Being skeptical of anything I hear from national media, and because to my eye the Blazers’ offense has looked to be more to blame, that’s where I started. Lo and behold, to an extent, the analyst was right. During this four game slide, the Blazers’ defensive rating (approximately the number of points allowed per 100 possessions) has been an abysmal 111.4. For an entire season, this would be by far the worst in the league – well worse than the last place Utah Jazz (108).
Of more concern is how it compares to the team’s rate for the whole season, which sits at a manageable 104.8. That means the Blazers have dipped nearly seven full points on the defensive end, which is a huge part of why they are in this losing stretch. So yes, it’s fair to say that the Blazers’ recent woes are partially due to defense.
But, on the other side of the ball, the team’s offense has been stumbling pretty heavily as well. On the season, the Blazers’ offensive rating (approximate points scored per 100 possessions) has been 108.3, good for fourth best in the league. As you may have guessed, however, this production has also fallen off a cliff, and has been 102.1 during the past four games (which would be tenth worst in the league on the season).
There are a couple of major takeaways here. Probably the most important is the sheer swing in differential. On the season, the difference between the Blazers’ offensive and defensive ratings is a positive 3.5, which clocks in at a respectable eighth best in the league. During these last four games, this difference has been completely reversed, and is at a negative 9.3, which would come in at second worst in the league (just better than the Bucks).
Enough with the numbers – the point is that as of late the Blazers have been playing at a level roughly equivalent to the lowly Milwaukee Bucks. This is not a recipe for success, and not something you want to be seeing right as a team is gearing up for a playoff push.
As for the aforementioned deeper ‘why,’ I wish there were easy answers. To start with, all four losses have come on the road, which is certainly something to note. I don’t care who you are playing – walking into an enemy arena and emerging with a victory is never an easy task in the NBA.
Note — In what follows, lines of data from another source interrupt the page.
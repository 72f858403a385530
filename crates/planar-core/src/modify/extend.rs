use std::f64::consts::TAU;

use crate::error::{GeometryError, KernelError, Result};
use crate::geometry::{normalize_angle, Arc, Geometry, Line, Point};
use crate::intersect::{circle_angles, line_params, Curve};

use super::boundary_curves;

#[derive(Debug, Clone, Copy, PartialEq, Eq)]
enum End {
    Start,
    End,
}

/// Lengthen `target` along its tangent until it meets a boundary.
///
/// Only intersections with a positive extension no longer than
/// `max_distance` qualify. With a `pick` point only the end nearer to it is
/// extended; otherwise the end with the shortest extension wins.
pub fn extend(
    target: &Geometry,
    boundaries: &[Geometry],
    max_distance: f64,
    pick: Option<Point>,
    eps: f64,
) -> Result<Geometry> {
    if !(max_distance > 0.0) {
        return Err(KernelError::validation(format!(
            "max distance must be positive, got {max_distance}"
        )));
    }
    let curves = boundary_curves(boundaries);
    match target {
        Geometry::Line(line) => extend_line(line, &curves, max_distance, pick, eps),
        Geometry::Arc(arc) => extend_arc(arc, &curves, max_distance, pick, eps),
        other => Err(GeometryError::Unsupported {
            operation: "extend",
            kind: other.kind().as_str(),
        }
        .into()),
    }
}

fn ends_to_try(start: Point, end: Point, pick: Option<Point>) -> Vec<End> {
    match pick {
        Some(p) if p.distance_to(&start) < p.distance_to(&end) => vec![End::Start],
        Some(_) => vec![End::End],
        None => vec![End::Start, End::End],
    }
}

fn extend_line(
    line: &Line,
    curves: &[Curve],
    max_distance: f64,
    pick: Option<Point>,
    eps: f64,
) -> Result<Geometry> {
    let Some(dir) = line.direction().normalize() else {
        return Err(KernelError::validation("cannot extend a zero-length line"));
    };

    let mut best: Option<(End, f64)> = None;
    for end in ends_to_try(line.start, line.end, pick) {
        let (origin, d) = match end {
            End::Start => (line.start, -dir),
            End::End => (line.end, dir),
        };
        // `d` is a unit vector, so the parameter is the extension length.
        let nearest = curves
            .iter()
            .flat_map(|c| line_params(origin, d, c, eps))
            .filter(|t| *t > eps && *t <= max_distance + eps)
            .fold(f64::INFINITY, f64::min);
        if nearest.is_finite() && best.map_or(true, |(_, b)| nearest < b) {
            best = Some((end, nearest));
        }
    }

    let (end, length) = best.ok_or(GeometryError::NoIntersection)?;
    log::debug!("extend line {end:?} by {length:.6}");
    Ok(Geometry::Line(match end {
        End::Start => Line::new(line.start - dir * length, line.end),
        End::End => Line::new(line.start, line.end + dir * length),
    }))
}

fn extend_arc(
    arc: &Arc,
    curves: &[Curve],
    max_distance: f64,
    pick: Option<Point>,
    eps: f64,
) -> Result<Geometry> {
    let sign = arc.direction.sign();
    let tol = eps / arc.radius;
    // The extended arc must stay short of closing on itself.
    let room = TAU - arc.sweep() - tol;
    let angles: Vec<f64> = curves
        .iter()
        .flat_map(|c| circle_angles(arc.center, arc.radius, c, eps))
        .collect();

    let mut best: Option<(End, f64)> = None;
    for end in ends_to_try(arc.start_point(), arc.end_point(), pick) {
        let nearest = angles
            .iter()
            .map(|a| match end {
                End::End => normalize_angle((a - arc.end_angle) * sign),
                End::Start => normalize_angle((arc.start_angle - a) * sign),
            })
            .filter(|delta| *delta > tol && *delta < room)
            .filter(|delta| delta * arc.radius <= max_distance + eps)
            .fold(f64::INFINITY, f64::min);
        if nearest.is_finite() && best.map_or(true, |(_, b)| nearest < b) {
            best = Some((end, nearest));
        }
    }

    let (end, delta) = best.ok_or(GeometryError::NoIntersection)?;
    let (start_angle, end_angle) = match end {
        End::Start => (arc.start_angle - sign * delta, arc.end_angle),
        End::End => (arc.start_angle, arc.end_angle + sign * delta),
    };
    Ok(Geometry::Arc(Arc::new(
        arc.center,
        arc.radius,
        start_angle,
        end_angle,
        arc.direction,
    )))
}

#[cfg(test)]
mod tests {
    use super::*;
    use crate::geometry::{ArcDirection, Circle};
    use std::f64::consts::{FRAC_PI_2, PI};

    const EPS: f64 = 1e-9;

    fn line(x0: f64, y0: f64, x1: f64, y1: f64) -> Geometry {
        Geometry::Line(Line::new(Point::new(x0, y0), Point::new(x1, y1)))
    }

    #[test]
    fn test_extend_line_to_nearest_boundary() {
        let target = line(0.0, 0.0, 5.0, 0.0);
        let boundaries = [line(12.0, -1.0, 12.0, 1.0), line(8.0, -1.0, 8.0, 1.0)];
        let Geometry::Line(l) = extend(&target, &boundaries, 100.0, None, EPS).unwrap() else {
            panic!("expected a line");
        };
        assert_eq!(l.start, Point::new(0.0, 0.0));
        assert!(l.end.approx_eq(&Point::new(8.0, 0.0), 1e-12));
    }

    #[test]
    fn test_extend_respects_max_distance_and_pick() {
        let target = line(0.0, 0.0, 5.0, 0.0);
        let boundaries = [line(-1.0, -1.0, -1.0, 1.0), line(8.0, -1.0, 8.0, 1.0)];

        // Without a pick the shorter extension (at the start) wins.
        let Geometry::Line(l) = extend(&target, &boundaries, 100.0, None, EPS).unwrap() else {
            panic!("expected a line");
        };
        assert!(l.start.approx_eq(&Point::new(-1.0, 0.0), 1e-12));

        // Picking near the end forces that end.
        let Geometry::Line(l) =
            extend(&target, &boundaries, 100.0, Some(Point::new(4.0, 0.0)), EPS).unwrap()
        else {
            panic!("expected a line");
        };
        assert!(l.end.approx_eq(&Point::new(8.0, 0.0), 1e-12));

        let err = extend(&target, &boundaries, 2.0, Some(Point::new(4.0, 0.0)), EPS).unwrap_err();
        assert_eq!(err, KernelError::Geometry(GeometryError::NoIntersection));
    }

    #[test]
    fn test_extend_ignores_boundaries_behind_the_end() {
        let target = line(0.0, 0.0, 5.0, 0.0);
        // Crosses the target's interior, not its extension.
        let crossing = line(3.0, -1.0, 3.0, 1.0);
        assert!(extend(&target, &[crossing], 100.0, Some(Point::new(5.0, 0.0)), EPS).is_err());
    }

    #[test]
    fn test_extend_arc_end() {
        let arc = Geometry::Arc(Arc::ccw(Point::ORIGIN, 5.0, 0.0, FRAC_PI_2));
        let boundary = line(-10.0, 0.0, 0.0, 0.0);
        let Geometry::Arc(a) = extend(&arc, &[boundary], 100.0, Some(Point::new(0.0, 5.0)), EPS).unwrap() else {
            panic!("expected an arc");
        };
        assert!((a.end_angle - PI).abs() < 1e-9);
        assert!(a.start_angle.abs() < 1e-12);
    }

    #[test]
    fn test_extend_clockwise_arc_start() {
        // Clockwise from 90° down to 0°; extending the start runs backwards
        // toward 180°.
        let arc = Geometry::Arc(Arc::new(Point::ORIGIN, 5.0, FRAC_PI_2, 0.0, ArcDirection::Clockwise));
        let boundary = line(-10.0, 0.0, 0.0, 0.0);
        let Geometry::Arc(a) = extend(&arc, &[boundary], 100.0, Some(Point::new(0.0, 5.0)), EPS).unwrap() else {
            panic!("expected an arc");
        };
        assert!(a.start_point().approx_eq(&Point::new(-5.0, 0.0), 1e-9));
        assert!(a.end_angle.abs() < 1e-12);
        assert!((a.sweep() - PI).abs() < 1e-9);
        assert_eq!(a.direction, ArcDirection::Clockwise);
    }

    #[test]
    fn test_extend_unsupported_kind() {
        let circle = Geometry::Circle(Circle::new(Point::ORIGIN, 1.0));
        assert!(extend(&circle, &[line(0.0, 0.0, 5.0, 0.0)], 10.0, None, EPS).is_err());
    }
}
Additionally, all four teams are Western Conference teams headed to the playoffs with everything left to play for. There were no teams ready to roll over and let the season end – the Mavericks, Rockets, Grizzlies, and Spurs are all very much alive and jockeying for positioning in the historically strong Western Conference.
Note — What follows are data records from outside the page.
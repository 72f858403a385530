use thiserror::Error;

/// Failures raised by the geometry kernel.
///
/// Every failing call leaves the document in the state it had before the call.
#[derive(Error, Debug, Clone, PartialEq)]
pub enum KernelError {
    /// Malformed or degenerate geometry, unknown layer reference, or a
    /// mutation that the model's rules forbid.
    #[error("validation failed: {0}")]
    Validation(String),

    #[error("{kind} {id} not found")]
    NotFound { kind: &'static str, id: String },

    #[error(transparent)]
    Geometry(#[from] GeometryError),

    /// The exclusive section is held by another writer and the caller asked
    /// not to wait for it.
    #[error("document is being modified by another caller")]
    Concurrency,
}

/// Failures of the modification engine and intersection routines.
#[derive(Error, Debug, Clone, PartialEq)]
pub enum GeometryError {
    #[error("no boundary intersects the target")]
    NoIntersection,

    #[error("entities are parallel or coincident and have no finite intersection")]
    Parallel,

    #[error("{what} {value} is outside the feasible range (limit {max})")]
    Infeasible {
        what: &'static str,
        value: f64,
        max: f64,
    },

    #[error("offset failed: {0}")]
    Offset(String),

    #[error("{operation} is not supported for {kind}")]
    Unsupported {
        operation: &'static str,
        kind: &'static str,
    },
}

pub type Result<T> = std::result::Result<T, KernelError>;

impl KernelError {
    pub fn validation(message: impl Into<String>) -> Self {
        KernelError::Validation(message.into())
    }

    pub fn entity_not_found(id: impl ToString) -> Self {
        KernelError::NotFound {
            kind: "entity",
            id: id.to_string(),
        }
    }

    pub fn layer_not_found(id: impl ToString) -> Self {
        KernelError::NotFound {
            kind: "layer",
            id: id.to_string(),
        }
    }

    pub fn block_not_found(id: impl ToString) -> Self {
        KernelError::NotFound {
            kind: "block",
            id: id.to_string(),
        }
    }
}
In a macrocosm, losing four games on the road to other playoff-bound teams isn’t the end of the world, but at the same time, for a being a playoff-bound team themselves, these are all games the Trail Blazers need to be winning. Especially with the playoffs looming, it will only get harder from here on out.
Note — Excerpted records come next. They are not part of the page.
use crate::error::{GeometryError, Result};
use crate::geometry::{normalize_angle, Arc, Circle, Geometry, Line, Point};
use crate::intersect::{circle_angles, line_params, Curve};

use super::boundary_curves;

/// Outcome of trimming one target.
#[derive(Debug, Clone, PartialEq)]
pub enum TrimResult {
    /// The clicked piece was at an end; the target becomes this geometry.
    Shortened(Geometry),
    /// The clicked piece was interior. The first geometry replaces the
    /// target, the second is a new entity.
    Split(Geometry, Geometry),
}

/// Remove the piece of `target` containing `click`, bounded by the nearest
/// boundary intersections on either side of it.
///
/// Intersections at the target's own endpoints are ignored. Fails with
/// `NoIntersection` when nothing crosses the target's interior.
pub fn trim(target: &Geometry, boundaries: &[Geometry], click: Point, eps: f64) -> Result<TrimResult> {
    let curves = boundary_curves(boundaries);
    match target {
        Geometry::Line(line) => trim_line(line, &curves, click, eps),
        Geometry::Arc(arc) => trim_arc(arc, &curves, click, eps),
        Geometry::Circle(circle) => trim_circle(circle, &curves, click, eps),
        other => Err(GeometryError::Unsupported {
            operation: "trim",
            kind: other.kind().as_str(),
        }
        .into()),
    }
}

/// Pick the bracket `(lo, hi)` around `tc` from sorted-or-not params in (0, 1).
fn bracket(params: &[f64], tc: f64) -> (f64, f64) {
    let lo = params.iter().copied().filter(|t| *t < tc).fold(0.0, f64::max);
    let hi = params.iter().copied().filter(|t| *t >= tc).fold(1.0, f64::min);
    (lo, hi)
}

fn split_by_bracket<F>(lo: f64, hi: f64, piece: F) -> Result<TrimResult>
where
    F: Fn(f64, f64) -> Geometry,
{
    match (lo <= 0.0, hi >= 1.0) {
        (true, true) => Err(GeometryError::NoIntersection.into()),
        (true, false) => Ok(TrimResult::Shortened(piece(hi, 1.0))),
        (false, true) => Ok(TrimResult::Shortened(piece(0.0, lo))),
        (false, false) => Ok(TrimResult::Split(piece(0.0, lo), piece(hi, 1.0))),
    }
}

fn trim_line(line: &Line, curves: &[Curve], click: Point, eps: f64) -> Result<TrimResult> {
    let len = line.length();
    let tol = eps / len;
    let params: Vec<f64> = curves
        .iter()
        .flat_map(|c| line_params(line.start, line.direction(), c, eps))
        .filter(|t| *t > tol && *t < 1.0 - tol)
        .collect();
    if params.is_empty() {
        return Err(GeometryError::NoIntersection.into());
    }
    let tc = line.param_of(&click).clamp(0.0, 1.0);
    let (lo, hi) = bracket(&params, tc);
    log::debug!("trim line at t={tc:.6}: removing [{lo:.6}, {hi:.6}]");
    split_by_bracket(lo, hi, |a, b| {
        Geometry::Line(Line::new(line.point_at(a), line.point_at(b)))
    })
}

fn sub_arc(arc: &Arc, t0: f64, t1: f64) -> Arc {
    Arc::new(
        arc.center,
        arc.radius,
        arc.angle_at(t0),
        arc.angle_at(t1),
        arc.direction,
    )
}

fn trim_arc(arc: &Arc, curves: &[Curve], click: Point, eps: f64) -> Result<TrimResult> {
    let tol = eps / arc.length();
    let params: Vec<f64> = curves
        .iter()
        .flat_map(|c| circle_angles(arc.center, arc.radius, c, eps))
        .filter(|a| arc.contains_angle(*a, eps))
        .map(|a| arc.param_of_angle(a))
        .filter(|t| *t > tol && *t < 1.0 - tol)
        .collect();
    if params.is_empty() {
        return Err(GeometryError::NoIntersection.into());
    }

    // A click off the arc's span snaps to the nearer end.
    let tc = {
        let t = arc.param_of_angle(click.angle_from(&arc.center));
        if t <= 1.0 {
            t
        } else if click.distance_to(&arc.start_point()) <= click.distance_to(&arc.end_point()) {
            0.0
        } else {
            1.0
        }
    };
    let (lo, hi) = bracket(&params, tc);
    split_by_bracket(lo, hi, |a, b| Geometry::Arc(sub_arc(arc, a, b)))
}

fn trim_circle(circle: &Circle, curves: &[Curve], click: Point, eps: f64) -> Result<TrimResult> {
    let angle_tol = eps / circle.radius;
    let mut angles: Vec<f64> = Vec::new();
    for a in curves
        .iter()
        .flat_map(|c| circle_angles(circle.center, circle.radius, c, eps))
    {
        let duplicate = angles.iter().any(|b| {
            let d = normalize_angle(a - b);
            d <= angle_tol || d >= std::f64::consts::TAU - angle_tol
        });
        if !duplicate {
            angles.push(a);
        }
    }
    if angles.len() < 2 {
        return Err(GeometryError::NoIntersection.into());
    }

    // Walk counter-clockwise from the click: the first hit ends the removed
    // piece, the last one starts it.
    let ac = click.angle_from(&circle.center);
    let offset = |a: &f64| normalize_angle(a - ac);
    let hi = angles
        .iter()
        .min_by(|a, b| offset(a).total_cmp(&offset(b)))
        .copied()
        .ok_or(GeometryError::NoIntersection)?;
    let lo = angles
        .iter()
        .max_by(|a, b| offset(a).total_cmp(&offset(b)))
        .copied()
        .ok_or(GeometryError::NoIntersection)?;
    Ok(TrimResult::Shortened(Geometry::Arc(Arc::ccw(
        circle.center,
        circle.radius,
        hi,
        lo,
    ))))
}

#[cfg(test)]
mod tests {
    use super::*;
    use crate::error::KernelError;
    use crate::geometry::{ArcDirection, Polyline};
    use std::f64::consts::{FRAC_PI_2, PI};

    const EPS: f64 = 1e-9;

    fn line(x0: f64, y0: f64, x1: f64, y1: f64) -> Geometry {
        Geometry::Line(Line::new(Point::new(x0, y0), Point::new(x1, y1)))
    }

    fn as_line(g: &Geometry) -> Line {
        match g {
            Geometry::Line(l) => *l,
            other => panic!("expected line, got {other:?}"),
        }
    }

    #[test]
    fn test_trim_line_end_piece() {
        let target = line(0.0, 0.0, 10.0, 0.0);
        let boundary = line(5.0, -5.0, 5.0, 5.0);
        let result = trim(&target, &[boundary], Point::new(7.0, 0.0), EPS).unwrap();
        let TrimResult::Shortened(g) = result else {
            panic!("expected a shortened line");
        };
        let l = as_line(&g);
        assert!(l.start.approx_eq(&Point::new(0.0, 0.0), 1e-12));
        assert!(l.end.approx_eq(&Point::new(5.0, 0.0), 1e-12));
    }

    #[test]
    fn test_trim_line_interior_piece_splits() {
        let target = line(0.0, 0.0, 10.0, 0.0);
        let boundaries = [line(3.0, -1.0, 3.0, 1.0), line(6.0, -1.0, 6.0, 1.0), line(8.0, -1.0, 8.0, 1.0)];
        let result = trim(&target, &boundaries, Point::new(4.0, 0.2), EPS).unwrap();
        let TrimResult::Split(a, b) = result else {
            panic!("expected a split");
        };
        assert!(as_line(&a).end.approx_eq(&Point::new(3.0, 0.0), 1e-12));
        assert!(as_line(&b).start.approx_eq(&Point::new(6.0, 0.0), 1e-12));
        assert!(as_line(&b).end.approx_eq(&Point::new(10.0, 0.0), 1e-12));
    }

    #[test]
    fn test_trim_without_intersection_fails() {
        let target = line(0.0, 0.0, 10.0, 0.0);
        let far = line(20.0, -1.0, 20.0, 1.0);
        let err = trim(&target, &[far], Point::new(5.0, 0.0), EPS).unwrap_err();
        assert_eq!(err, KernelError::Geometry(GeometryError::NoIntersection));

        // Touching only at the target's endpoint does not count.
        let at_end = line(10.0, -1.0, 10.0, 1.0);
        assert!(trim(&target, &[at_end], Point::new(5.0, 0.0), EPS).is_err());
    }

    #[test]
    fn test_trim_circle_becomes_arc() {
        let circle = Geometry::Circle(Circle::new(Point::ORIGIN, 5.0));
        let cutter = line(-10.0, 0.0, 10.0, 0.0);
        let result = trim(&circle, &[cutter], Point::new(0.0, 5.0), EPS).unwrap();
        let TrimResult::Shortened(Geometry::Arc(arc)) = result else {
            panic!("expected an arc");
        };
        // The upper half was clicked, so the lower half remains.
        assert!((arc.sweep() - PI).abs() < 1e-9);
        assert!(arc.mid_point().approx_eq(&Point::new(0.0, -5.0), 1e-9));
    }

    #[test]
    fn test_trim_circle_needs_two_hits() {
        let circle = Geometry::Circle(Circle::new(Point::ORIGIN, 5.0));
        let tangent = line(-10.0, 5.0, 10.0, 5.0);
        assert!(trim(&circle, &[tangent], Point::new(0.0, 5.0), EPS).is_err());
    }

    #[test]
    fn test_trim_arc_end_piece() {
        let arc = Geometry::Arc(Arc::ccw(Point::ORIGIN, 5.0, 0.0, PI));
        let cutter = line(0.0, -10.0, 0.0, 10.0);
        let result = trim(&arc, &[cutter], Point::new(-4.0, 3.0), EPS).unwrap();
        let TrimResult::Shortened(Geometry::Arc(kept)) = result else {
            panic!("expected an arc");
        };
        assert!(kept.start_angle.abs() < 1e-12);
        assert!((kept.end_angle - FRAC_PI_2).abs() < 1e-9);
        assert_eq!(kept.direction, ArcDirection::CounterClockwise);
    }

    #[test]
    fn test_trim_polyline_unsupported() {
        let pl = Geometry::Polyline(Polyline::new(
            vec![Point::new(0.0, 0.0), Point::new(5.0, 0.0), Point::new(5.0, 5.0)],
            false,
        ));
        let err = trim(&pl, &[line(2.0, -1.0, 2.0, 1.0)], Point::new(1.0, 0.0), EPS).unwrap_err();
        assert!(matches!(
            err,
            KernelError::Geometry(GeometryError::Unsupported { operation: "trim", .. })
        ));
    }
}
Injuries (whether they actually keep a player out of the game or not) are also mounting up at this point. I am rather sure that as of now, no player is truly “healthy” this far into the season. But, every team has to deal with such obstacles, so there are no excuses.
It’s crunch time now, and the Trail Blazers need to start upping their game. This won’t get any easier with the recent injuries to LaMarcus Aldridge and Mo Williams, but again, it’s something the team has to accept, deal with, and move on.